### [PROBLEM DESCRIPTION]
Below are the entries to work from; restate word for word the portion that opens with the line containing "use crate::signal::WakeSignal;" and closes with the line containing "clears the scope", keeping both.

[DATA RECORDS]

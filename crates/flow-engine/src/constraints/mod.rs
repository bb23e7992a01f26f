//! Live admission policies
//!
//! A [`Constraint`] is `(id, scope, type, params, expiry)`. The manager keeps
//! at most one constraint per `(scope, type)` and dispatches on the type
//! string to a registered [`ConstraintHandler`]. Scopes are `global` or
//! `task:<name>`.
//!
//! Every mutation notifies the shared [`WakeSignal`], so a task waiting on
//! admission re-checks its permission immediately.

mod handlers;

use std::collections::{BTreeMap, HashMap};
use std::sync::{Arc, Weak};
use std::time::Duration;

use parking_lot::{Mutex, RwLock};
use serde::{Deserialize, Serialize};
use serde_json::Value;
use tokio::time::Instant;

use crate::error::{EngineError, Result};
use crate::events::{EventSink, WorkflowEvent};
use crate::resources::{Requirements, ResourceManager};
use crate::signal::WakeSignal;

pub use handlers::{parse_rate, ConcurrencyHandler, PauseHandler, RateLimitHandler};

/// Scope matching every task
pub const GLOBAL_SCOPE: &str = "global";

/// Scope string for a single task
pub fn task_scope(task_name: &str) -> String {
    format!("task:{}", task_name)
}

/// A live policy
#[derive(Debug, Clone, Serialize, Deserialize, PartialEq)]
pub struct Constraint {
    pub id: String,
    pub scope: String,
    #[serde(rename = "type")]
    pub kind: String,
    #[serde(default)]
    pub params: Value,
    #[serde(skip)]
    pub expires_at: Option<Instant>,
}

impl Constraint {
    pub fn new(scope: impl Into<String>, kind: impl Into<String>, params: Value) -> Self {
        Self {
            id: format!("constraint-{}", uuid::Uuid::new_v4()),
            scope: scope.into(),
            kind: kind.into(),
            params,
            expires_at: None,
        }
    }

    pub fn with_id(mut self, id: impl Into<String>) -> Self {
        self.id = id.into();
        self
    }

    /// Expire `ttl` from now
    pub fn with_ttl(mut self, ttl: Duration) -> Self {
        self.expires_at = Some(Instant::now() + ttl);
        self
    }

    pub fn applies_to(&self, task_name: &str) -> bool {
        self.scope == GLOBAL_SCOPE
            || self
                .scope
                .strip_prefix("task:")
                .is_some_and(|name| name == task_name)
    }

    pub fn is_expired(&self, now: Instant) -> bool {
        self.expires_at.is_some_and(|at| at <= now)
    }
}

#[derive(Debug, Deserialize)]
struct ControlPayload {
    id: Option<String>,
    #[serde(rename = "type")]
    kind: String,
    #[serde(default)]
    params: Value,
    ttl_secs: Option<f64>,
}

/// A parsed message from the constraints topic
#[derive(Debug, Clone, PartialEq)]
pub enum ControlMessage {
    /// Remove every constraint in a scope
    Clear { scope: String },
    /// Add or replace a constraint
    Update(Constraint),
}

impl ControlMessage {
    /// Parse a message published on `<prefix>/<scope>`; an empty payload clears the scope
    pub fn parse(prefix: &str, topic: &str, payload: &[u8]) -> Result<Self> {
        let prefix = prefix.trim_end_matches('/');
        let scope = topic
            .strip_prefix(prefix)
            .and_then(|rest| rest.strip_prefix('/'))
            .ok_or_else(|| {
                EngineError::MalformedControlMessage(format!(
                    "topic '{}' is not under '{}'",
                    topic, prefix
                ))
            })?;
        let valid_scope = scope == GLOBAL_SCOPE
            || scope
                .strip_prefix("task:")
                .is_some_and(|name| !name.is_empty() && !name.contains('/'));
        if !valid_scope {
            return Err(EngineError::MalformedControlMessage(format!(
                "invalid scope '{}'",
                scope
            )));
        }

        if payload.iter().all(u8::is_ascii_whitespace) {
            return Ok(Self::Clear {
                scope: scope.to_string(),
            });
        }

        let parsed: ControlPayload = serde_json::from_slice(payload)
            .map_err(|e| EngineError::MalformedControlMessage(e.to_string()))?;
        let mut constraint = Constraint::new(scope, parsed.kind, parsed.params);
        if let Some(id) = parsed.id {
            constraint.id = id;
        }
        if let Some(ttl) = parsed.ttl_secs {
            if !ttl.is_finite() || ttl < 0.0 {
                return Err(EngineError::MalformedControlMessage(format!(
                    "invalid ttl_secs {}",
                    ttl
                )));
            }
            constraint = constraint.with_ttl(Duration::from_secs_f64(ttl));
        }
        Ok(Self::Update(constraint))
    }
}

/// Shared collaborators handed to handlers
#[derive(Clone)]
pub struct HandlerContext {
    pub resources: Arc<ResourceManager>,
    pub wake: Arc<WakeSignal>,
}

/// Behaviour for one constraint type
pub trait ConstraintHandler: Send + Sync {
    /// Type discriminator this handler is registered under
    fn kind(&self) -> &'static str;

    /// Evaluation order; lower runs first
    fn priority(&self) -> u32 {
        50
    }

    /// Reject bad params before the constraint replaces anything
    fn validate(&self, _constraint: &Constraint) -> Result<()> {
        Ok(())
    }

    fn on_add(&self, _constraint: &Constraint, _ctx: &HandlerContext) {}

    fn on_remove(&self, _constraint: &Constraint, _ctx: &HandlerContext) {}

    fn on_replace(&self, old: &Constraint, new: &Constraint, ctx: &HandlerContext) {
        self.on_remove(old, ctx);
        self.on_add(new, ctx);
    }

    fn check_permission(&self, _constraint: &Constraint, _task: &str, _ctx: &HandlerContext) -> bool {
        true
    }

    fn append_requirements(&self, _constraint: &Constraint, _task: &str, _reqs: &mut Requirements) {}
}

type ConstraintKey = (String, String);

/// Holds the live constraint set and dispatches to handlers
pub struct ConstraintManager {
    handlers: RwLock<HashMap<String, Arc<dyn ConstraintHandler>>>,
    constraints: RwLock<BTreeMap<ConstraintKey, Constraint>>,
    ctx: HandlerContext,
    events: Arc<dyn EventSink>,
    expiry_margin: Duration,
    next_expiry_wake: Mutex<Option<Instant>>,
    this: Weak<ConstraintManager>,
}

impl ConstraintManager {
    /// Create a manager with the pause, concurrency and rate handlers registered
    pub fn new(
        resources: Arc<ResourceManager>,
        wake: Arc<WakeSignal>,
        events: Arc<dyn EventSink>,
        expiry_margin: Duration,
    ) -> Arc<Self> {
        let manager = Arc::new_cyclic(|this| Self {
            handlers: RwLock::new(HashMap::new()),
            constraints: RwLock::new(BTreeMap::new()),
            ctx: HandlerContext { resources, wake },
            events,
            expiry_margin,
            next_expiry_wake: Mutex::new(None),
            this: this.clone(),
        });
        manager.register_handler(Arc::new(PauseHandler));
        manager.register_handler(Arc::new(ConcurrencyHandler));
        manager.register_handler(Arc::new(RateLimitHandler::new()));
        manager
    }

    pub fn register_handler(&self, handler: Arc<dyn ConstraintHandler>) {
        self.handlers
            .write()
            .insert(handler.kind().to_string(), handler);
    }

    fn handler(&self, kind: &str) -> Option<Arc<dyn ConstraintHandler>> {
        self.handlers.read().get(kind).cloned()
    }

    pub fn wake(&self) -> &Arc<WakeSignal> {
        &self.ctx.wake
    }

    /// Add a constraint, replacing any other with the same scope and type
    pub fn update_constraint(&self, constraint: Constraint) -> Result<()> {
        let handler = self.handler(&constraint.kind).ok_or_else(|| {
            EngineError::MalformedControlMessage(format!(
                "unknown constraint type '{}'",
                constraint.kind
            ))
        })?;
        handler.validate(&constraint)?;

        let key = (constraint.scope.clone(), constraint.kind.clone());
        let previous = self.constraints.write().insert(key, constraint.clone());
        match &previous {
            Some(old) => handler.on_replace(old, &constraint, &self.ctx),
            None => handler.on_add(&constraint, &self.ctx),
        }

        log::info!(
            "Constraint {} ({} on {}) {}",
            constraint.id,
            constraint.kind,
            constraint.scope,
            if previous.is_some() { "replaced" } else { "added" }
        );
        let _ = self.events.send(WorkflowEvent::ConstraintUpdated {
            constraint_id: constraint.id.clone(),
            scope: constraint.scope.clone(),
            kind: constraint.kind.clone(),
        });

        if let Some(at) = constraint.expires_at {
            self.schedule_expiry(at);
        }
        self.ctx.wake.notify();
        Ok(())
    }

    /// Remove one constraint by scope and type
    pub fn remove(&self, scope: &str, kind: &str) -> bool {
        let removed = self
            .constraints
            .write()
            .remove(&(scope.to_string(), kind.to_string()));
        match removed {
            Some(constraint) => {
                self.finish_removal(&constraint);
                self.ctx.wake.notify();
                true
            }
            None => false,
        }
    }

    /// Remove every constraint in a scope; returns how many were removed
    pub fn remove_by_scope(&self, scope: &str) -> usize {
        let removed: Vec<Constraint> = {
            let mut constraints = self.constraints.write();
            let keys: Vec<ConstraintKey> = constraints
                .keys()
                .filter(|(s, _)| s == scope)
                .cloned()
                .collect();
            keys.iter().filter_map(|k| constraints.remove(k)).collect()
        };
        for constraint in &removed {
            self.finish_removal(constraint);
        }
        if !removed.is_empty() {
            log::info!("Cleared {} constraint(s) on {}", removed.len(), scope);
        }
        self.ctx.wake.notify();
        removed.len()
    }

    fn finish_removal(&self, constraint: &Constraint) {
        if let Some(handler) = self.handler(&constraint.kind) {
            handler.on_remove(constraint, &self.ctx);
        }
        let _ = self.events.send(WorkflowEvent::ConstraintRemoved {
            constraint_id: constraint.id.clone(),
            scope: constraint.scope.clone(),
            kind: constraint.kind.clone(),
        });
    }

    /// Constraints applying to a task, in handler priority order
    fn applicable(&self, task: &str) -> Vec<(Arc<dyn ConstraintHandler>, Constraint)> {
        let now = Instant::now();
        let mut matched: Vec<_> = self
            .constraints
            .read()
            .values()
            .filter(|c| c.applies_to(task) && !c.is_expired(now))
            .filter_map(|c| self.handler(&c.kind).map(|h| (h, c.clone())))
            .collect();
        matched.sort_by_key(|(h, _)| h.priority());
        matched
    }

    /// Whether every applicable constraint admits the task now
    pub fn check_permission(&self, task: &str) -> bool {
        self.applicable(task)
            .iter()
            .all(|(handler, constraint)| handler.check_permission(constraint, task, &self.ctx))
    }

    /// Resources the live constraints add to a task's requirements
    pub fn extra_requirements(&self, task: &str) -> Requirements {
        let mut reqs = Requirements::new();
        for (handler, constraint) in self.applicable(task) {
            handler.append_requirements(&constraint, task, &mut reqs);
        }
        reqs
    }

    /// Remove expired constraints and re-arm the wake-up for the next expiry
    pub fn cleanup_expired(&self) -> usize {
        let now = Instant::now();
        let expired: Vec<Constraint> = {
            let mut constraints = self.constraints.write();
            let keys: Vec<ConstraintKey> = constraints
                .iter()
                .filter(|(_, c)| c.is_expired(now))
                .map(|(k, _)| k.clone())
                .collect();
            keys.iter().filter_map(|k| constraints.remove(k)).collect()
        };
        for constraint in &expired {
            log::info!(
                "Constraint {} ({} on {}) expired",
                constraint.id,
                constraint.kind,
                constraint.scope
            );
            self.finish_removal(constraint);
        }

        let next = self
            .constraints
            .read()
            .values()
            .filter_map(|c| c.expires_at)
            .min();
        if let Some(at) = next {
            self.schedule_expiry(at);
        }
        if !expired.is_empty() {
            self.ctx.wake.notify();
        }
        expired.len()
    }

    /// Arm a single timer for the earliest outstanding expiry
    fn schedule_expiry(&self, at: Instant) {
        {
            let mut next = self.next_expiry_wake.lock();
            if next.is_some_and(|scheduled| scheduled <= at) {
                return;
            }
            *next = Some(at);
        }
        let Ok(runtime) = tokio::runtime::Handle::try_current() else {
            log::warn!("No async runtime; constraint expiry will only be swept on demand");
            return;
        };
        let this = self.this.clone();
        let wake_at = at + self.expiry_margin;
        runtime.spawn(async move {
            tokio::time::sleep_until(wake_at).await;
            if let Some(manager) = this.upgrade() {
                {
                    let mut next = manager.next_expiry_wake.lock();
                    if *next == Some(at) {
                        *next = None;
                    }
                }
                manager.cleanup_expired();
            }
        });
    }

    /// Apply a raw message from the constraints topic.
    ///
    /// Malformed messages are logged and discarded; the current constraint
    /// set stays in force.
    pub fn apply_control_message(&self, prefix: &str, topic: &str, payload: &[u8]) -> Result<()> {
        let result = ControlMessage::parse(prefix, topic, payload).and_then(|message| match message {
            ControlMessage::Clear { scope } => {
                self.remove_by_scope(&scope);
                Ok(())
            }
            ControlMessage::Update(constraint) => self.update_constraint(constraint),
        });
        if let Err(e) = &result {
            log::warn!("Discarding control message on '{}': {}", topic, e);
        }
        result
    }

    /// Snapshot of the live constraints
    pub fn constraints(&self) -> Vec<Constraint> {
        self.constraints.read().values().cloned().collect()
    }
}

[/DATA RECORDS]

### [OUTPUT BELOW]
use crate::signal::WakeSignal;

pub use handlers::{parse_rate, ConcurrencyHandler, PauseHandler, RateLimitHandler};

/// Scope matching every task
pub const GLOBAL_SCOPE: &str = "global";

/// Scope string for a single task
pub fn task_scope(task_name: &str) -> String {
    format!("task:{}", task_name)
}

/// A live policy
#[derive(Debug, Clone, Serialize, Deserialize, PartialEq)]
pub struct Constraint {
    pub id: String,
    pub scope: String,
    #[serde(rename = "type")]
    pub kind: String,
    #[serde(default)]
    pub params: Value,
    #[serde(skip)]
    pub expires_at: Option<Instant>,
}

impl Constraint {
    pub fn new(scope: impl Into<String>, kind: impl Into<String>, params: Value) -> Self {
        Self {
            id: format!("constraint-{}", uuid::Uuid::new_v4()),
            scope: scope.into(),
            kind: kind.into(),
            params,
            expires_at: None,
        }
    }

    pub fn with_id(mut self, id: impl Into<String>) -> Self {
        self.id = id.into();
        self
    }

    /// Expire `ttl` from now
    pub fn with_ttl(mut self, ttl: Duration) -> Self {
        self.expires_at = Some(Instant::now() + ttl);
        self
    }

    pub fn applies_to(&self, task_name: &str) -> bool {
        self.scope == GLOBAL_SCOPE
            || self
                .scope
                .strip_prefix("task:")
                .is_some_and(|name| name == task_name)
    }

    pub fn is_expired(&self, now: Instant) -> bool {
        self.expires_at.is_some_and(|at| at <= now)
    }
}

#[derive(Debug, Deserialize)]
struct ControlPayload {
    id: Option<String>,
    #[serde(rename = "type")]
    kind: String,
    #[serde(default)]
    params: Value,
    ttl_secs: Option<f64>,
}

/// A parsed message from the constraints topic
#[derive(Debug, Clone, PartialEq)]
pub enum ControlMessage {
    /// Remove every constraint in a scope
    Clear { scope: String },
    /// Add or replace a constraint
    Update(Constraint),
}

impl ControlMessage {
    /// Parse a message published on `<prefix>/<scope>`; an empty payload clears the scope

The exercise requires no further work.